Instructions for the task:
Check each line of the material. Copy those containing "previous".

Records to use below:

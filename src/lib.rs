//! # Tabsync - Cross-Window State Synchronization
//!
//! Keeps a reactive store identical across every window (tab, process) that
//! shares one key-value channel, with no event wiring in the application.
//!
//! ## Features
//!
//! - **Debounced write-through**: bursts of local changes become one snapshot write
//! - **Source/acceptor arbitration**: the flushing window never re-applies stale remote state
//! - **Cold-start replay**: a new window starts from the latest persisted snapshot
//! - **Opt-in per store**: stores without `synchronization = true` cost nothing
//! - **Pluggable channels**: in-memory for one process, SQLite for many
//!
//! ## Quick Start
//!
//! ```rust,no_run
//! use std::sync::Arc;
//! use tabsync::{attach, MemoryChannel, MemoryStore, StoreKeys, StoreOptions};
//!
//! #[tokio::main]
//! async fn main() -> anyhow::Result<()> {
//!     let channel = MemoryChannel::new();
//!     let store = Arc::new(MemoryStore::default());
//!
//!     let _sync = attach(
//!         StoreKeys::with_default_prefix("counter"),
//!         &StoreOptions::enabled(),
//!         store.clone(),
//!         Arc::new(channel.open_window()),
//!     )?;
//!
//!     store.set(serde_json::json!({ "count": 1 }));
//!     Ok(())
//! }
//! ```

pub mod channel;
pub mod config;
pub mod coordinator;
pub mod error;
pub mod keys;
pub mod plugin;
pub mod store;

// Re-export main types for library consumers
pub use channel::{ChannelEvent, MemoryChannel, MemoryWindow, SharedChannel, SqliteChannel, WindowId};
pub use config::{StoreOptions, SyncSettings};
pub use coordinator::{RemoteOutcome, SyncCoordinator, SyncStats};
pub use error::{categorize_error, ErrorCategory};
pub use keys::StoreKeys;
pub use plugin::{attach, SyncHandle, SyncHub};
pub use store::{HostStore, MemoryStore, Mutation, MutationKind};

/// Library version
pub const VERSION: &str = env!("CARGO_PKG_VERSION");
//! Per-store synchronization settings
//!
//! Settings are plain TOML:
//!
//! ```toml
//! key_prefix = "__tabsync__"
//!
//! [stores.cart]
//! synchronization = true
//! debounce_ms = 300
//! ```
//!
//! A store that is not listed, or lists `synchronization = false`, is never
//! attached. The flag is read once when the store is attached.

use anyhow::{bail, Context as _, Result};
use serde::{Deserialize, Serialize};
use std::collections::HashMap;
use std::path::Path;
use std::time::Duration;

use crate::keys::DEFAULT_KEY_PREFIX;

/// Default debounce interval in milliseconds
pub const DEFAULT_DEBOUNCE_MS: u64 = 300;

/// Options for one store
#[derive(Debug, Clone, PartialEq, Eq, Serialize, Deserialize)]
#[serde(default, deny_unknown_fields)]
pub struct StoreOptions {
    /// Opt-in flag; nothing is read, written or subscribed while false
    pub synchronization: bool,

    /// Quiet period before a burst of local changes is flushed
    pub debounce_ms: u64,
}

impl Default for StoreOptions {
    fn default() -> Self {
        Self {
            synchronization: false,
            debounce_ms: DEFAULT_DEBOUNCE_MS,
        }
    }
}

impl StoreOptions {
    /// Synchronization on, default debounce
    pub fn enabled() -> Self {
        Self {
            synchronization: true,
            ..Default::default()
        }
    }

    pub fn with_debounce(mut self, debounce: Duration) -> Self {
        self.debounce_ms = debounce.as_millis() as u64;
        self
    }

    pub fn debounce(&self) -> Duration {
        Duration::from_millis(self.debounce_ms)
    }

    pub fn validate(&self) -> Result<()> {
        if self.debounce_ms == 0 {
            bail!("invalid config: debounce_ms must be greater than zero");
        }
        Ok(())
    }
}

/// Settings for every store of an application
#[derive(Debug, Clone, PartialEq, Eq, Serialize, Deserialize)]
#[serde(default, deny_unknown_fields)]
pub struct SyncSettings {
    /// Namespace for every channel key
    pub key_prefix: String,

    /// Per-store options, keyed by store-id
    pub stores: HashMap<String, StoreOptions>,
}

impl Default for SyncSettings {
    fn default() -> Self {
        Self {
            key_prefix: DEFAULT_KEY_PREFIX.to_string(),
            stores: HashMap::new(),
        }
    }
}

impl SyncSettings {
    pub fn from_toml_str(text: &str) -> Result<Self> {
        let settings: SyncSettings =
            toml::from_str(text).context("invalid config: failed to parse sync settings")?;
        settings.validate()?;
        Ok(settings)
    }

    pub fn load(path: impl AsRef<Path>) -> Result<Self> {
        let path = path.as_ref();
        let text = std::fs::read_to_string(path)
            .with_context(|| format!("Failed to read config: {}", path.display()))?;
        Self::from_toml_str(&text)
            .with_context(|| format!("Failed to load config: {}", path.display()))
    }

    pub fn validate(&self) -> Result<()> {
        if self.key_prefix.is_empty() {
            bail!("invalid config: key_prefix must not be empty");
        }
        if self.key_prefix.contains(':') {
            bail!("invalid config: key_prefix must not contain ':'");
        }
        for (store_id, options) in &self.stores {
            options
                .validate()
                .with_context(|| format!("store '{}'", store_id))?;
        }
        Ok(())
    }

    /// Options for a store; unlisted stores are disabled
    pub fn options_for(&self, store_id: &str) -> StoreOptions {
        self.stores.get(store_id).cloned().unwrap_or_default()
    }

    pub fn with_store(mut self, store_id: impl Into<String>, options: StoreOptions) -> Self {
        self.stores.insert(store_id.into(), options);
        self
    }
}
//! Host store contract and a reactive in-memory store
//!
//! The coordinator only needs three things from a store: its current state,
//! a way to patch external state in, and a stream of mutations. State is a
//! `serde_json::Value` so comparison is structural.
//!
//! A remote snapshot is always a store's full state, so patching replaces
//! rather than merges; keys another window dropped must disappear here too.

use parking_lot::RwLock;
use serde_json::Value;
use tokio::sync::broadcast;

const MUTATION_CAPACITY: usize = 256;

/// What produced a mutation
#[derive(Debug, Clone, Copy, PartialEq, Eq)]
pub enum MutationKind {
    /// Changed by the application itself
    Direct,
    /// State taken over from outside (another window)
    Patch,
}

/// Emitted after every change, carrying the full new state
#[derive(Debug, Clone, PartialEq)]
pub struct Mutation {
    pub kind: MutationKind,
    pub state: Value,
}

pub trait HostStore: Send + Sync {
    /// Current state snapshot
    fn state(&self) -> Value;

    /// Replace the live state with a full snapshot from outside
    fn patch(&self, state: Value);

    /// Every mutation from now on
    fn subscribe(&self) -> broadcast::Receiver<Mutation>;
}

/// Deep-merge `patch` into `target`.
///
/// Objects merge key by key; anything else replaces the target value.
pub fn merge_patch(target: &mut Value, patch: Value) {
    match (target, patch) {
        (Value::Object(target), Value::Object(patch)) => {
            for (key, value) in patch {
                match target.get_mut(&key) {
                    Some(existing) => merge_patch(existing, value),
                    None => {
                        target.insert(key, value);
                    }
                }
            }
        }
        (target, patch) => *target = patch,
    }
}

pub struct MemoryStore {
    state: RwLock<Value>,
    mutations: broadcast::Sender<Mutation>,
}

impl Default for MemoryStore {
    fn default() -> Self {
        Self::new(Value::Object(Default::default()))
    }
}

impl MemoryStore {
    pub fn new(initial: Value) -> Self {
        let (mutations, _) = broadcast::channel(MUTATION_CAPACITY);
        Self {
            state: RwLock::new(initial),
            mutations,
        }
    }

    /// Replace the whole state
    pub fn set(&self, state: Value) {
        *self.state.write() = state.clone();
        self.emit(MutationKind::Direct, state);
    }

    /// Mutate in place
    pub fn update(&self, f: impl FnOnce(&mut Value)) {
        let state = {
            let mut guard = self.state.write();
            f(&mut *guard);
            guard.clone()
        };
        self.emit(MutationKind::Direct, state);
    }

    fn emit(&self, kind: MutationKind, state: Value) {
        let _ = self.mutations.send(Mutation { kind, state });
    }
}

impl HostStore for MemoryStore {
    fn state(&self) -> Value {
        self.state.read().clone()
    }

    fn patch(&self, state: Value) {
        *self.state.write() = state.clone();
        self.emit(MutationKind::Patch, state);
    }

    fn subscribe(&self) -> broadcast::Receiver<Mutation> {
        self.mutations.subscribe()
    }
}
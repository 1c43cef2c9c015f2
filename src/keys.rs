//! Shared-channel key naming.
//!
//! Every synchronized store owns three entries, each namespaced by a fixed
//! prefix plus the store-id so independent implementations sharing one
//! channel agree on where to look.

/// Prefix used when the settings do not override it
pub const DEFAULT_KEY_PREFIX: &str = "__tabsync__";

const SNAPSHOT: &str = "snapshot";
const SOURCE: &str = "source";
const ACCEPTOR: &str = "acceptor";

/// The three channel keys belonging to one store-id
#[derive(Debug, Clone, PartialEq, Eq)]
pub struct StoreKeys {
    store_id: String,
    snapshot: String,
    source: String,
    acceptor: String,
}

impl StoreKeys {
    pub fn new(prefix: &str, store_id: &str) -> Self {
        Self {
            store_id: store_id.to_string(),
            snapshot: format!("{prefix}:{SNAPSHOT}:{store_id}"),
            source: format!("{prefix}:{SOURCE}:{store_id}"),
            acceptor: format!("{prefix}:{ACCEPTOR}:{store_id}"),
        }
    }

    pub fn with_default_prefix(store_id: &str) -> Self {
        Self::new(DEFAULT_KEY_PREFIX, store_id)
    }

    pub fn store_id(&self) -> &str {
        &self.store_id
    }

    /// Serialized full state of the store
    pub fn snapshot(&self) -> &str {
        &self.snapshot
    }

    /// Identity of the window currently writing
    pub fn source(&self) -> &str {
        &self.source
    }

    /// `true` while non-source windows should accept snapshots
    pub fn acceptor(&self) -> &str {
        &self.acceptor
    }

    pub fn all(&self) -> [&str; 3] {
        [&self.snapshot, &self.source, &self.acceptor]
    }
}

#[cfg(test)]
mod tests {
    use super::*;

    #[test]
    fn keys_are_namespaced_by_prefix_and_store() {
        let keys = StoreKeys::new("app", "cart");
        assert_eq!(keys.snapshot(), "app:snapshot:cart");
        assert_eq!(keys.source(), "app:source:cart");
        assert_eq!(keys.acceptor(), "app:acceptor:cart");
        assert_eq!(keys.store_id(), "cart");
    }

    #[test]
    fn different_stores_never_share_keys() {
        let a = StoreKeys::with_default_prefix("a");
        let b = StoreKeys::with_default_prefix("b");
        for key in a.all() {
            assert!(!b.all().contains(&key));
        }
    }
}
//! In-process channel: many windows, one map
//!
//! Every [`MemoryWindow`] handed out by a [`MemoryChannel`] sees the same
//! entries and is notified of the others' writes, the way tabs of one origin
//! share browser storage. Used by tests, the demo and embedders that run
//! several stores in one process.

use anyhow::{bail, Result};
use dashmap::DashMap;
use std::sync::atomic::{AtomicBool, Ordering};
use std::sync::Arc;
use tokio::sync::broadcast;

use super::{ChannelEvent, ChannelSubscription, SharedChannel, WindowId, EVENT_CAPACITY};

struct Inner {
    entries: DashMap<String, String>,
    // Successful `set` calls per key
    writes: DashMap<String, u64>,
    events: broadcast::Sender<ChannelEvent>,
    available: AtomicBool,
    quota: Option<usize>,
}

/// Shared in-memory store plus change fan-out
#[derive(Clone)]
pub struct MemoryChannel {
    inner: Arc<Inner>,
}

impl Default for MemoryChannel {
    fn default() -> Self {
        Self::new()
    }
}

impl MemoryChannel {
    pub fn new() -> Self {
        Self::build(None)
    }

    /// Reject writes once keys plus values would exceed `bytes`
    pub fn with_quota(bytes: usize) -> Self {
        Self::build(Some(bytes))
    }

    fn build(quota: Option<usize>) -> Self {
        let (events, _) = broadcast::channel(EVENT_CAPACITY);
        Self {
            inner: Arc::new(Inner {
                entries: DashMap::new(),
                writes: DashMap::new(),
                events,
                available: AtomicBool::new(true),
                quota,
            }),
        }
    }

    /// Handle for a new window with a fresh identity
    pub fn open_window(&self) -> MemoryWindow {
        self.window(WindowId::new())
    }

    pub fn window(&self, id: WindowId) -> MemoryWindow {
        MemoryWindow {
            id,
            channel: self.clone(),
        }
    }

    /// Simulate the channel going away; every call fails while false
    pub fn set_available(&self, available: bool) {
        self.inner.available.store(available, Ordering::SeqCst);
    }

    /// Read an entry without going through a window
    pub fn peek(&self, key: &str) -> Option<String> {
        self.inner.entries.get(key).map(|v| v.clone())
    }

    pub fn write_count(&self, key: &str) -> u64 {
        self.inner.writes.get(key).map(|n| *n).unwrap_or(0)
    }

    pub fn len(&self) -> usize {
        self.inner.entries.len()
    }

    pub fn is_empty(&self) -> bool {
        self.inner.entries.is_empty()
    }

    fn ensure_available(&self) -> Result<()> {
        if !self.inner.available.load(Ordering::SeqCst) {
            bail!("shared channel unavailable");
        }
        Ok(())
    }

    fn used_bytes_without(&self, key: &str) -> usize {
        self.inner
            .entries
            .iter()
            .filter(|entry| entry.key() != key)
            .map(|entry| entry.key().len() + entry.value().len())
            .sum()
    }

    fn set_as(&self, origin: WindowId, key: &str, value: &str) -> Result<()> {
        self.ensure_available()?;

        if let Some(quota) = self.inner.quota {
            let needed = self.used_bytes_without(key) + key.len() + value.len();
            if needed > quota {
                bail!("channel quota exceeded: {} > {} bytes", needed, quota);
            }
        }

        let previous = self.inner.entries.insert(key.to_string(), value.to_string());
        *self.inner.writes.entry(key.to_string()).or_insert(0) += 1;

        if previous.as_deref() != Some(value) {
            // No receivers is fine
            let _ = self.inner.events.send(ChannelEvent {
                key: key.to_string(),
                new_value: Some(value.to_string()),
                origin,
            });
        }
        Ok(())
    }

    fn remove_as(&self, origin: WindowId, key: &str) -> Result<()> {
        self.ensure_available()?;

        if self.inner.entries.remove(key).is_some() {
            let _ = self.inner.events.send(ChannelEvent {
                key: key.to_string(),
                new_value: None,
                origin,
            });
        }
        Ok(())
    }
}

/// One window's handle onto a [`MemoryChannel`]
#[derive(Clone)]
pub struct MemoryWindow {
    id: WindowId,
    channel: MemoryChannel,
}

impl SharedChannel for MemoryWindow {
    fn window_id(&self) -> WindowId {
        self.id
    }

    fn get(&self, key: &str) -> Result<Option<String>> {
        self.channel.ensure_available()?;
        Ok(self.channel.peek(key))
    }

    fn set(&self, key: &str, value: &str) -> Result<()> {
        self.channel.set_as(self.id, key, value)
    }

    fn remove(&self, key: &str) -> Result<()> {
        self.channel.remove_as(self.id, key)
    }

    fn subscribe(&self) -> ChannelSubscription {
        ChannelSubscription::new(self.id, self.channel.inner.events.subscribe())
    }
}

End of Records to use.

Task response:
        let previous = self.inner.entries.insert(key.to_string(), value.to_string());
        if previous.as_deref() != Some(value) {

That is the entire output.